Action item » Copy every line of the entries that has the string "requester" in it.

Saved entries:
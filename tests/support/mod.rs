//! テスト用の検出器と画像

#![allow(dead_code)]

use image::{Rgb, RgbImage};
use std::path::Path;
use text_fix::editor::{CornerPixel, Replacer};
use text_fix::error::{Result, TextFixError};
use text_fix::font::TextFont;
use text_fix::TextDetector;
use text_fix_common::{DetectionRecord, Quad};

pub const BACKGROUND: Rgb<u8> = Rgb([230, 230, 230]);
pub const GLYPH: Rgb<u8> = Rgb([200, 0, 0]);

/// 固定の検出結果を返す検出器
pub struct FixedDetector(pub Vec<DetectionRecord>);

impl TextDetector for FixedDetector {
    fn detect(&self, image: &Path) -> Result<Vec<DetectionRecord>> {
        if !image.exists() {
            return Err(TextFixError::FileNotFound(image.display().to_string()));
        }
        Ok(self.0.clone())
    }

    fn name(&self) -> &str {
        "fixed"
    }
}

/// 常に失敗する検出器
pub struct FailingDetector;

impl TextDetector for FailingDetector {
    fn detect(&self, _image: &Path) -> Result<Vec<DetectionRecord>> {
        Err(TextFixError::Engine("model not loaded".into()))
    }

    fn name(&self) -> &str {
        "failing"
    }
}

pub fn record(x0: f64, y0: f64, x1: f64, y1: f64, text: &str) -> DetectionRecord {
    DetectionRecord::new(Quad::from_rect(x0, y0, x1, y1), text, 0.8)
}

/// 明るい背景に、各矩形の内側へ赤い横線（元の文字の代わり）を描いた画像
pub fn image_with_glyphs(width: u32, height: u32, regions: &[(u32, u32, u32, u32)]) -> RgbImage {
    let mut img = RgbImage::from_pixel(width, height, BACKGROUND);
    for &(x0, y0, x1, y1) in regions {
        let mid = (y0 + y1) / 2;
        for y in mid.saturating_sub(2)..=mid + 2 {
            for x in (x0 + 5)..(x1 - 5) {
                img.put_pixel(x, y, GLYPH);
            }
        }
    }
    img
}

pub fn replacer() -> Replacer {
    Replacer::new(TextFont::Blocks, 100.0, 20, Box::new(CornerPixel))
}

/// 矩形内（境界含む）に赤い画素が残っているか
pub fn has_glyph_pixels(img: &RgbImage, x0: u32, y0: u32, x1: u32, y1: u32) -> bool {
    (x0..=x1).any(|x| (y0..=y1).any(|y| *img.get_pixel(x, y) == GLYPH))
}
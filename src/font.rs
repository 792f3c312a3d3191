//! フォント読み込み
//!
//! 指定フォント → OS標準の韓国語フォント → OS標準の欧文フォント → 豆腐（四角）描画
//! の順にフォールバックする。
//! どの段階で失敗しても処理は止めない。

use ab_glyph::{Font, FontVec, PxScale};
use image::{Rgba, RgbaImage};
use imageproc::drawing::{draw_filled_rect_mut, draw_text_mut, text_size};
use imageproc::rect::Rect;
use std::path::{Path, PathBuf};
use tracing::{debug, warn};

/// ハングルを含むフォント
pub const KOREAN_FONT_CANDIDATES: &[&str] = &[
    "malgun.ttf",
    r"C:\Windows\Fonts\malgun.ttf",
    "/System/Library/Fonts/AppleSDGothicNeo.ttc",
    "/System/Library/Fonts/Supplemental/AppleGothic.ttf",
    "/usr/share/fonts/truetype/nanum/NanumGothic.ttf",
    "/usr/share/fonts/truetype/noto/NotoSansCJK-Regular.ttc",
    "/usr/share/fonts/opentype/noto/NotoSansCJK-Regular.ttc",
    "/usr/share/fonts/noto-cjk/NotoSansCJK-Regular.ttc",
];

/// OS標準の欧文フォント。ハングルは描けないが英数字は読める形で残る
pub const LATIN_FONT_CANDIDATES: &[&str] = &[
    r"C:\Windows\Fonts\arial.ttf",
    r"C:\Windows\Fonts\segoeui.ttf",
    "/System/Library/Fonts/Helvetica.ttc",
    "/Library/Fonts/Arial.ttf",
    "/usr/share/fonts/truetype/dejavu/DejaVuSans.ttf",
    "/usr/share/fonts/dejavu/DejaVuSans.ttf",
    "/usr/share/fonts/TTF/DejaVuSans.ttf",
    "/usr/share/fonts/truetype/liberation/LiberationSans-Regular.ttf",
    "/usr/share/fonts/liberation/LiberationSans-Regular.ttf",
];

/// 豆腐の1文字あたりの送り幅（フォントサイズ比）
const BLOCK_ADVANCE: f32 = 0.6;

pub enum TextFont {
    Glyphs { font: FontVec, source: PathBuf },
    /// フォントが1つも読めなかったときの代替。各文字を枠だけの四角で描く
    Blocks,
}

impl std::fmt::Debug for TextFont {
    fn fmt(&self, f: &mut std::fmt::Formatter<'_>) -> std::fmt::Result {
        match self {
            TextFont::Glyphs { source, .. } => f.debug_tuple("Glyphs").field(source).finish(),
            TextFont::Blocks => f.write_str("Blocks"),
        }
    }
}

impl TextFont {
    pub fn is_fallback(&self) -> bool {
        matches!(self, TextFont::Blocks)
    }

    pub fn source(&self) -> Option<&Path> {
        match self {
            TextFont::Glyphs { source, .. } => Some(source),
            TextFont::Blocks => None,
        }
    }

    /// `text` の空白以外の文字がすべてグリフを持つか
    pub fn supports(&self, text: &str) -> bool {
        match self {
            TextFont::Glyphs { font, .. } => text
                .chars()
                .filter(|ch| !ch.is_whitespace())
                .all(|ch| font.glyph_id(ch).0 != 0),
            TextFont::Blocks => false,
        }
    }

    /// 描画時の文字列の大きさ (幅, 高さ)
    pub fn measure(&self, text: &str, size: f32) -> (u32, u32) {
        match self {
            TextFont::Glyphs { font, .. } => text_size(PxScale::from(size), font, text),
            TextFont::Blocks => {
                let count = text.chars().count() as f32;
                ((count * size * BLOCK_ADVANCE).round() as u32, size.round() as u32)
            }
        }
    }

    /// `canvas` の左上から描画する
    pub fn draw(&self, canvas: &mut RgbaImage, color: Rgba<u8>, text: &str, size: f32) {
        match self {
            TextFont::Glyphs { font, .. } => {
                draw_text_mut(canvas, color, 0, 0, PxScale::from(size), font, text);
            }
            TextFont::Blocks => draw_blocks(canvas, color, text, size),
        }
    }
}

pub fn load_font(preferred: Option<&Path>) -> TextFont {
    if let Some(path) = preferred {
        if let Some(font) = try_load(path) {
            return font;
        }
        warn!(path = %path.display(), "指定フォントを読み込めません。システムフォントを探します");
    }

    if let Some(font) = first_loadable(KOREAN_FONT_CANDIDATES.iter().map(Path::new)) {
        return font;
    }

    if let Some(font) = first_loadable(LATIN_FONT_CANDIDATES.iter().map(Path::new)) {
        if let Some(source) = font.source() {
            warn!(path = %source.display(), "韓国語フォントが見つかりません。欧文フォントで代用します");
        }
        return font;
    }

    warn!("使えるフォントが見つかりません。文字は四角で描画されます");
    TextFont::Blocks
}

/// 候補を順に試し、最初に読めたフォントを返す
pub fn first_loadable<'a>(candidates: impl IntoIterator<Item = &'a Path>) -> Option<TextFont> {
    candidates.into_iter().find_map(try_load)
}

fn try_load(path: &Path) -> Option<TextFont> {
    let data = std::fs::read(path).ok()?;
    match FontVec::try_from_vec(data) {
        Ok(font) => {
            debug!(path = %path.display(), "フォント読み込み");
            Some(TextFont::Glyphs {
                font,
                source: path.to_path_buf(),
            })
        }
        Err(err) => {
            debug!(path = %path.display(), %err, "フォント形式が不正");
            None
        }
    }
}

fn draw_blocks(canvas: &mut RgbaImage, color: Rgba<u8>, text: &str, size: f32) {
    let advance = size * BLOCK_ADVANCE;
    let inset = (size * 0.08).round() as i32;
    let stroke = ((size / 12.0).round() as u32).max(1);
    let box_w = (advance.round() as i32 - inset * 2).max(1) as u32;
    let box_h = (size.round() as i32 - inset * 2).max(1) as u32;

    for (i, ch) in text.chars().enumerate() {
        if ch.is_whitespace() {
            continue;
        }
        let x = (i as f32 * advance).round() as i32 + inset;
        let y = inset;
        let edges = [
            Rect::at(x, y).of_size(box_w, stroke.min(box_h)),
            Rect::at(x, y + box_h as i32 - stroke.min(box_h) as i32).of_size(box_w, stroke.min(box_h)),
            Rect::at(x, y).of_size(stroke.min(box_w), box_h),
            Rect::at(x + box_w as i32 - stroke.min(box_w) as i32, y).of_size(stroke.min(box_w), box_h),
        ];
        for edge in edges {
            draw_filled_rect_mut(canvas, edge, color);
        }
    }
}
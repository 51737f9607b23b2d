//! Input validation for owner-supplied configuration
//!
//! Helpers return `Result<T, String>` so they can be unit tested without a
//! mocked blockchain. Entry points turn an `Err` into a panic with
//! [`or_panic`], which reverts the transaction.

use near_sdk::{env, Gas};

use crate::{KeyHash, MAX_CALLBACK_GAS, MAX_NUM_WORDS, MAX_REQUEST_CONFIRMATIONS};

/// Unwrap a validation result or abort the call with its message
pub fn or_panic<T>(result: Result<T, String>) -> T {
    result.unwrap_or_else(|e| env::panic_str(&e))
}

/// Number of words must be in `1..=MAX_NUM_WORDS`
pub fn validate_num_words(num_words: u32) -> Result<u32, String> {
    if num_words == 0 {
        return Err("num_words must be at least 1".to_string());
    }
    if num_words > MAX_NUM_WORDS {
        return Err(format!(
            "num_words {} exceeds hard limit of {}",
            num_words, MAX_NUM_WORDS
        ));
    }
    Ok(num_words)
}

pub fn validate_request_confirmations(confirmations: u16) -> Result<u16, String> {
    if confirmations > MAX_REQUEST_CONFIRMATIONS {
        return Err(format!(
            "request_confirmations {} exceeds hard limit of {}",
            confirmations, MAX_REQUEST_CONFIRMATIONS
        ));
    }
    Ok(confirmations)
}

pub fn validate_callback_gas(gas: Gas) -> Result<Gas, String> {
    if gas.as_gas() == 0 {
        return Err("callback_gas must be non-zero".to_string());
    }
    if gas > MAX_CALLBACK_GAS {
        return Err(format!(
            "callback_gas {} exceeds hard limit of {}",
            gas, MAX_CALLBACK_GAS
        ));
    }
    Ok(gas)
}

/// Parse a 32-byte key hash from hex, with or without a `0x` prefix
pub fn parse_key_hash(key_hash: &str) -> Result<KeyHash, String> {
    let trimmed = key_hash.strip_prefix("0x").unwrap_or(key_hash);
    let bytes = hex::decode(trimmed).map_err(|e| format!("Invalid key_hash hex: {}", e))?;

    bytes.try_into().map_err(|bytes: Vec<u8>| {
        format!(
            "key_hash must be 32 bytes, got {} bytes",
            bytes.len()
        )
    })
}
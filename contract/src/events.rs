use crate::*;
use near_sdk::serde_json::json;

const EVENT_STANDARD: &str = "random-seed";
const EVENT_STANDARD_VERSION: &str = "1.0.0";

pub mod emit {
    use super::*;
    use near_sdk::{env, log};

    #[derive(Serialize)]
    #[serde(crate = "near_sdk::serde")]
    struct RandomWordsRequestedEventData<'a> {
        pub request_id: u64,
        pub requester: &'a AccountId,
        pub coordinator_id: &'a AccountId,
        pub subscription_id: u64,
        pub key_hash: String,
        pub num_words: u32,
        pub callback_gas: Gas,
        pub request_confirmations: u16,
        pub timestamp: u64,
    }

    #[derive(Serialize)]
    #[serde(crate = "near_sdk::serde")]
    struct RandomWordsFulfilledEventData<'a> {
        pub request_id: u64,
        pub coordinator_id: &'a AccountId,
        pub random_words: Vec<U128>,
        pub timestamp: u64,
    }

    fn log_event<T: Serialize>(event: &str, data: T) {
        let event = json!({
            "standard": EVENT_STANDARD,
            "version": EVENT_STANDARD_VERSION,
            "event": event,
            "data": [data]
        });

        log!("EVENT_JSON:{}", event.to_string());
    }

    /// Emit event when the coordinator should produce random words
    pub fn random_words_requested(request: &RandomWordsRequest) {
        log_event(
            "random_words_requested",
            RandomWordsRequestedEventData {
                request_id: request.request_id,
                requester: &request.requester,
                coordinator_id: &request.coordinator_id,
                subscription_id: request.subscription_id,
                key_hash: hex::encode(request.key_hash),
                num_words: request.num_words,
                callback_gas: request.callback_gas,
                request_confirmations: request.request_confirmations,
                timestamp: request.requested_at,
            },
        );
    }

    /// Emit event when the coordinator delivered random words
    pub fn random_words_fulfilled(request_id: u64, coordinator_id: &AccountId, random_words: &[u128]) {
        log_event(
            "random_words_fulfilled",
            RandomWordsFulfilledEventData {
                request_id,
                coordinator_id,
                random_words: random_words.iter().copied().map(U128).collect(),
                timestamp: env::block_timestamp(),
            },
        );
    }
}
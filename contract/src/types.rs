use near_sdk::json_types::U128;
use near_sdk::{near, AccountId, Gas};

use crate::RandomWordsRequest;

#[derive(PartialEq, Eq, Debug, Clone, Copy)]
#[near(serializers = [borsh, json])]
pub enum RequestStatus {
    /// Waiting for the coordinator to deliver random words
    Pending,
    /// Random words delivered and recorded
    Fulfilled,
}

/// Random words request for JSON view (returned from view methods)
#[derive(Clone, Debug)]
#[near(serializers = [json])]
pub struct RandomWordsRequestView {
    pub request_id: u64,
    pub requester: AccountId,
    pub coordinator_id: AccountId,
    pub subscription_id: u64,
    pub key_hash: String,           // lowercase hex, 64 chars
    pub num_words: u32,
    pub callback_gas: Gas,
    pub request_confirmations: u16,
    pub status: RequestStatus,
    pub random_words: Vec<U128>,    // U128 for JSON
    pub requested_at: u64,
    pub fulfilled_at: Option<u64>,
}

impl From<RandomWordsRequest> for RandomWordsRequestView {
    fn from(request: RandomWordsRequest) -> Self {
        Self {
            request_id: request.request_id,
            requester: request.requester,
            coordinator_id: request.coordinator_id,
            subscription_id: request.subscription_id,
            key_hash: hex::encode(request.key_hash),
            num_words: request.num_words,
            callback_gas: request.callback_gas,
            request_confirmations: request.request_confirmations,
            status: request.status,
            random_words: request.random_words.into_iter().map(U128).collect(),
            requested_at: request.requested_at,
            fulfilled_at: request.fulfilled_at,
        }
    }
}

/// Current request configuration
#[derive(Clone, Debug, PartialEq)]
#[near(serializers = [json])]
pub struct RandomSeedConfig {
    pub owner_id: AccountId,
    pub coordinator_id: Option<AccountId>,
    pub subscription_id: u64,
    pub key_hash: Option<String>,
    pub num_words: u32,
    pub callback_gas: Gas,
    pub request_confirmations: u16,
}
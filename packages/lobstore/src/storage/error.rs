use sea_orm::{DbErr, RuntimeErr};
use thiserror::Error;

/// SQLSTATE raised by PostgreSQL for any command issued after an error
/// in the current transaction (`in_failed_sql_transaction`).
const IN_FAILED_SQL_TRANSACTION: &str = "25P02";

/// Errors that can occur while working with large objects and their catalog.
#[derive(Debug, Error)]
pub enum StorageError {
    /// The open mode string is malformed. Raised before any statement is sent.
    #[error("invalid open mode {mode:?}: {reason}")]
    InvalidMode { mode: String, reason: &'static str },

    /// An argument cannot be expressed to the backend (e.g. an out-of-range offset).
    #[error("invalid input: {0}")]
    InvalidInput(String),

    /// The handle was already closed or unlinked.
    #[error("large object is closed")]
    Closed,

    /// A large-object primitive returned its failure sentinel.
    #[error("couldn't {primitive} large object")]
    Storage { primitive: &'static str },

    /// The enclosing transaction has failed and rejects further commands.
    #[error("transaction is aborted: {0}")]
    TransactionAborted(#[source] DbErr),

    /// A primitive returned a row count other than exactly one.
    #[error("protocol violation: {primitive} returned {rows} rows, expected 1")]
    ProtocolViolation { primitive: &'static str, rows: usize },

    #[error("database error: {0}")]
    Database(#[source] DbErr),

    /// The requested blob was not found.
    #[error("blob not found: {0}")]
    NotFound(String),

    /// The provided content hash is invalid.
    #[error("invalid content hash: {0}")]
    InvalidHash(String),

    /// The blob exceeds the configured size limit.
    #[error("blob exceeds size limit ({actual} > {limit} bytes)")]
    SizeLimitExceeded { actual: u64, limit: u64 },

    #[error("storage IO error: {0}")]
    Io(#[from] std::io::Error),
}

impl StorageError {
    /// Whether the error came from the backend refusing or failing a primitive,
    /// as opposed to caller misuse or a broken transaction.
    pub fn is_storage_failure(&self) -> bool {
        matches!(self, Self::Storage { .. } | Self::Database(_))
    }
}

impl From<DbErr> for StorageError {
    fn from(err: DbErr) -> Self {
        if sqlstate(&err).as_deref() == Some(IN_FAILED_SQL_TRANSACTION) {
            Self::TransactionAborted(err)
        } else {
            Self::Database(err)
        }
    }
}

impl From<std::convert::Infallible> for StorageError {
    fn from(never: std::convert::Infallible) -> Self {
        match never {}
    }
}

fn sqlstate(err: &DbErr) -> Option<String> {
    let runtime = match err {
        DbErr::Conn(e) | DbErr::Exec(e) | DbErr::Query(e) => e,
        _ => return None,
    };
    match runtime {
        RuntimeErr::SqlxError(e) => e
            .as_database_error()
            .and_then(|db| db.code())
            .map(|code| code.into_owned()),
        _ => None,
    }
}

Result of the exercise »
        pub requester: &'a AccountId,
                requester: &request.requester,
    pub requester: AccountId,
            requester: request.requester,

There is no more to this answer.